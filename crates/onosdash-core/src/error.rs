// ── Core error types ──
//
// User-facing errors from onosdash-core. The `From<onosdash_api::Error>`
// impl translates transport-layer failures into domain-level variants
// while keeping the closed `ErrorKind` available for branching.

use thiserror::Error;

use onosdash_api::ErrorKind;

/// Unified error type for the core crate.
#[derive(Debug, Error)]
pub enum CoreError {
    // ── Connection errors ────────────────────────────────────────────
    #[error("Cannot connect to controller at {url}: {reason}")]
    ConnectionFailed { url: String, reason: String },

    #[error("Controller request timed out after {timeout_ms}ms")]
    Timeout { timeout_ms: u128 },

    #[error("Controller rejected the credentials (HTTP {status})")]
    AuthenticationFailed { status: u16 },

    // ── Data errors ──────────────────────────────────────────────────
    #[error("Not found on controller: {message}")]
    NotFound { message: String },

    #[error("Controller returned a malformed response: {message}")]
    MalformedResponse { message: String },

    // ── API errors (wrapped, not exposed raw) ────────────────────────
    #[error("API error (HTTP {status}): {message}")]
    Api { status: u16, message: String },

    // ── Configuration errors ─────────────────────────────────────────
    #[error("Configuration error: {message}")]
    Config { message: String },
}

impl CoreError {
    /// The transport-level category this error originated from.
    pub fn kind(&self) -> ErrorKind {
        match self {
            Self::ConnectionFailed { .. } => ErrorKind::Connectivity,
            Self::Timeout { .. } => ErrorKind::Timeout,
            Self::AuthenticationFailed { .. } | Self::NotFound { .. } | Self::Api { .. } => {
                ErrorKind::HttpStatus
            }
            Self::MalformedResponse { .. } => ErrorKind::MalformedResponse,
            Self::Config { .. } => ErrorKind::Configuration,
        }
    }
}

// ── Conversion from transport-layer errors ───────────────────────────

impl From<onosdash_api::Error> for CoreError {
    fn from(err: onosdash_api::Error) -> Self {
        use onosdash_api::Error as Api;

        match err {
            Api::Timeout { timeout } => Self::Timeout {
                timeout_ms: timeout.as_millis(),
            },
            Api::Connectivity { url, message } => Self::ConnectionFailed {
                url,
                reason: message,
            },
            Api::HttpStatus {
                status: status @ (401 | 403),
                ..
            } => Self::AuthenticationFailed { status },
            Api::HttpStatus { status: 404, reason } => Self::NotFound { message: reason },
            Api::HttpStatus { status, reason } => Self::Api {
                status,
                message: reason,
            },
            Api::MalformedResponse { message, body: _ } => Self::MalformedResponse { message },
            Api::InvalidUrl(e) => Self::Config {
                message: format!("invalid controller URL: {e}"),
            },
            Api::ClientBuild(message) => Self::Config { message },
        }
    }
}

====

**Task statement:**
For the word "HttpStatus", please say how many lines in the entries hold it, with only the number as the reply.

**Task answer:**
4